A structured set of objections, weighed in public.

Desk editor's note, referee report, simulated authors' rebuttal, and a circularity audit. Tearing a paper down is the easy half of reading it; the pith above is the substance, this is the friction.

Desk Editor's Note private letter to a colleague

State distribution offers a useful complementary lens on post-training, but the small study does not yet isolate it cleanly from optimization differences.

read the letter

The main point worth knowing is that this paper pushes a state-distribution framing for post-training: SFT uses fixed dataset states while RL and on-policy distillation generate states from the current learner. They back it with three observations from a 0.6B Qwen model on GSM8K plus retention checks on TruthfulQA and MMLU. Mild SFT improves the target task with little forgetting; stress SFT hurts retention; on-policy distillation beats its degraded teacher; and light on-policy RL improves the task while keeping retention. The framing itself is the clearest addition here, shifting attention from loss functions alone to where the supervision actually lands during training.

Referee Report

2 major / 1 minor

Summary. The paper argues that post-training of large language models is better understood as shaping the distribution of states (prompt plus generated prefix) on which supervision is applied, rather than focusing primarily on the form of the loss function. It supports this view with a controlled small-scale empirical study using Qwen3-0.6B-Base on GSM8K (with TruthfulQA and MMLU for retention), reporting that mild SFT improves task performance with little forgetting, stress SFT causes substantial retention loss, on-policy distillation (OPD) from a degraded teacher can surpass the teacher, and lightweight on-policy RL improves GSM8K while preserving retention. The central claim is that the source and locality of training states can be as important as the supervision signal.

Significance. If the empirical phenomena hold under tighter controls, the work offers a useful complementary perspective that could guide more effective post-training by emphasizing state distribution matching or shaping. The small-scale study provides concrete, falsifiable observations (mild vs. stress SFT, OPD surpassing teacher, RL retention) that are worth testing at larger scales. No machine-checked proofs or parameter-free derivations are present, but the directional results constitute an initial empirical test of the state-centric framing.

major comments (2)

The manuscript describes a 'controlled small-scale study' comparing SFT, OPD, and RL but provides no explicit details on equalization of optimization hyperparameters (learning rate, batch size, total gradient steps, optimizer, or loss scaling) across regimes.
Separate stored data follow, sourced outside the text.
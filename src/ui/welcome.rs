use ratatui::{
    prelude::*,
    widgets::{Block, Borders, Paragraph},
};

use crate::app::App;

/// Rows of the item set picker, borders excluded.
const PICKER_ROWS: usize = 8;

pub fn render(frame: &mut Frame, area: Rect, app: &App) {
    let picker_height = if app.choices().is_empty() {
        0
    } else {
        app.choices().len().min(PICKER_ROWS) as u16 + 2
    };

    let chunks = Layout::vertical([
        Constraint::Fill(1),
        Constraint::Length(11),
        Constraint::Length(picker_height),
        Constraint::Length(1),
        Constraint::Fill(1),
    ])
    .split(area);

    let summary = format!("{} items · {}", app.total_items(), app.shape().label());

    let content = vec![
        Line::from(""),
        Line::from(Span::styled(
            "VERB DRILL",
            Style::default().fg(Color::Cyan).bold(),
        )),
        Line::from(""),
        Line::from(app.source_label().fg(Color::Gray)),
        Line::from(Span::styled(summary, Style::default().fg(Color::DarkGray))),
        Line::from(""),
        Line::from(""),
        Line::from(Span::styled(
            "ENTER",
            Style::default().fg(Color::Green).bold(),
        )),
        Line::from("to start  ·  esc to quit".fg(Color::DarkGray)),
    ];

    let widget = Paragraph::new(content).alignment(Alignment::Center).block(
        Block::default()
            .borders(Borders::ALL)
            .border_style(Color::DarkGray),
    );

    frame.render_widget(widget, chunks[1]);

    if !app.choices().is_empty() {
        render_picker(frame, chunks[2], app);
    }

    if let Some(status) = app.status() {
        let status = Paragraph::new(status.fg(Color::Yellow)).alignment(Alignment::Center);
        frame.render_widget(status, chunks[3]);
    }
}

fn render_picker(frame: &mut Frame, area: Rect, app: &App) {
    let selected = app.selected_choice();
    let first = selected.saturating_sub(PICKER_ROWS - 1);

    let lines: Vec<Line> = app
        .choices()
        .iter()
        .enumerate()
        .skip(first)
        .take(PICKER_ROWS)
        .map(|(index, choice)| {
            if index == selected {
                Line::from(Span::styled(
                    format!("▸ {}", choice.label),
                    Style::default().fg(Color::Cyan).bold(),
                ))
            } else {
                Line::from(Span::styled(
                    format!("  {}", choice.label),
                    Style::default().fg(Color::Gray),
                ))
            }
        })
        .collect();

    let picker = Paragraph::new(lines).block(
        Block::default()
            .borders(Borders::ALL)
            .border_style(Color::DarkGray)
            .title(" ↑↓ choose · l load ".fg(Color::DarkGray)),
    );

    frame.render_widget(picker, area);
}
In a 0.6B model on GSM8K, unmatched dynamics could drive the reported gaps (e.g., OPD surpassing teacher or RL retention) independently of state locality; without matching or ablations, the attribution to state distribution remains unisolated.
The claim that performance differences are driven by state distribution (fixed dataset vs. learner-induced states) would be strengthened by an ablation that applies the same loss but with off-policy or mismatched states; the current results do not rule out that the observed advantages of OPD and RL stem from on-policy sampling mechanics rather than the state distribution per se.

minor comments (1)

The abstract and results section would benefit from a brief table or quantitative summary of the exact performance deltas and retention metrics to make the directional claims easier to evaluate without full text access.

Simulated Author's Rebuttal

2 responses · 0 unresolved

We appreciate the referee's detailed review and constructive suggestions for improving our manuscript on the state distribution view of post-training. We address each major comment below, providing clarifications and outlining planned revisions to enhance the rigor of our empirical study.

read point-by-point responses

Referee: The manuscript describes a 'controlled small-scale study' comparing SFT, OPD, and RL but provides no explicit details on equalization of optimization hyperparameters (learning rate, batch size, total gradient steps, optimizer, or loss scaling) across regimes. In a 0.6B model on GSM8K, unmatched dynamics could drive the reported gaps (e.g., OPD surpassing teacher or RL retention) independently of state locality; without matching or ablations, the attribution to state distribution remains unisolated.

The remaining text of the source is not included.